Saved entries
//! Coercions and operators over [`serde_json::Value`].
//!
//! Template data is plain JSON. These functions give it the loose,
//! JavaScript-flavoured behaviour templates expect: truthiness, string
//! concatenation with `+`, and missing properties reading as `null`.

use std::cmp::Ordering;

use serde_json::{Number, Value};

use crate::error::EvalError;

/// Whether a value counts as true in a condition.
pub fn is_truthy(value: &Value) -> bool {
    match value {
        Value::Null => false,
        Value::Bool(b) => *b,
        Value::Number(n) => n.as_f64().is_some_and(|f| f != 0.0 && !f.is_nan()),
        Value::String(s) => !s.is_empty(),
        Value::Array(_) | Value::Object(_) => true,
    }
}

/// String form of a value as written to the output buffer.
///
/// `null` renders as the empty string.
pub fn to_text(value: &Value) -> String {
    match value {
        Value::Null => String::new(),
        Value::Bool(b) => b.to_string(),
        Value::Number(n) => format_number(n),
        Value::String(s) => s.clone(),
        Value::Array(items) => items.iter().map(to_text).collect::<Vec<_>>().join(","),
        Value::Object(_) => "[object Object]".to_string(),
    }
}

/// Numeric form of a value; `NaN` when there is none.
pub fn to_number(value: &Value) -> f64 {
    match value {
        Value::Null => 0.0,
        Value::Bool(b) => f64::from(u8::from(*b)),
        Value::Number(n) => n.as_f64().unwrap_or(f64::NAN),
        Value::String(s) => {
            let trimmed = s.trim();
            if trimmed.is_empty() {
                0.0
            } else {
                trimmed.parse().unwrap_or(f64::NAN)
            }
        }
        Value::Array(_) | Value::Object(_) => f64::NAN,
    }
}

/// Build a JSON number, keeping integral results integral.
///
/// Non-finite results have no JSON form and become `null`.
pub fn number(f: f64) -> Value {
    if f.fract() == 0.0 && f.abs() < 9.007_199_254_740_992e15 {
        Value::Number(Number::from(f as i64))
    } else {
        Number::from_f64(f).map_or(Value::Null, Value::Number)
    }
}

fn format_number(n: &Number) -> String {
    if n.is_i64() || n.is_u64() {
        return n.to_string();
    }
    match n.as_f64() {
        Some(f) if f.fract() == 0.0 && f.abs() < 1e21 => format!("{}", f as i128),
        Some(f) => f.to_string(),
        None => n.to_string(),
    }
}

fn is_numeric(value: &Value) -> bool {
    matches!(value, Value::Null | Value::Bool(_) | Value::Number(_))
}

/// `a + b`: numeric addition, or concatenation when either side is not numeric.
pub fn add(a: &Value, b: &Value) -> Value {
    if is_numeric(a) && is_numeric(b) {
        number(to_number(a) + to_number(b))
    } else {
        Value::String(to_text(a) + &to_text(b))
    }
}

/// Strict equality; numbers compare by value regardless of representation.
pub fn strict_equals(a: &Value, b: &Value) -> bool {
    match (a, b) {
        (Value::Number(x), Value::Number(y)) => x.as_f64() == y.as_f64(),
        _ => a == b,
    }
}

/// Ordering used by `< <= > >=`; `None` when the operands are unordered.
pub fn compare(a: &Value, b: &Value) -> Option<Ordering> {
    match (a, b) {
        (Value::String(x), Value::String(y)) => Some(x.cmp(y)),
        _ => to_number(a).partial_cmp(&to_number(b)),
    }
}

/// `target.property`
pub fn get_property(target: &Value, property: &str) -> Result<Value, EvalError> {
    match target {
        Value::Null => Err(EvalError::NullAccess {
            property: property.to_string(),
        }),
        Value::Object(map) => Ok(map.get(property).cloned().unwrap_or(Value::Null)),
        Value::Array(items) => Ok(match property {
            "length" => Value::from(items.len()),
            _ => property
                .parse::<usize>()
                .ok()
                .and_then(|i| items.get(i).cloned())
                .unwrap_or(Value::Null),
        }),
        Value::String(s) => Ok(match property {
            "length" => Value::from(s.chars().count()),
            _ => property
                .parse::<usize>()
                .ok()
                .and_then(|i| s.chars().nth(i))
                .map_or(Value::Null, |c| Value::String(c.to_string())),
        }),
        Value::Bool(_) | Value::Number(_) => Ok(Value::Null),
    }
}

/// `target[key]`
pub fn get_index(target: &Value, key: &Value) -> Result<Value, EvalError> {
    get_property(target, &property_key(key))
}

/// Property name designated by an index value.
pub fn property_key(key: &Value) -> String {
    match key {
        Value::Number(n) => format_number(n),
        other => to_text(other),
    }
}

/// Short type name used in error messages.
pub fn type_name(value: &Value) -> &'static str {
    match value {
        Value::Null => "null",
        Value::Bool(_) => "boolean",
        Value::Number(_) => "number",
        Value::String(_) => "string",
        Value::Array(_) => "array",
        Value::Object(_) => "object",
    }
}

What you are asked to do: In the data above, each line holding "true" is to be found and copied.

Response to the task:
/// Whether a value counts as true in a condition.
        Value::Array(_) | Value::Object(_) => true,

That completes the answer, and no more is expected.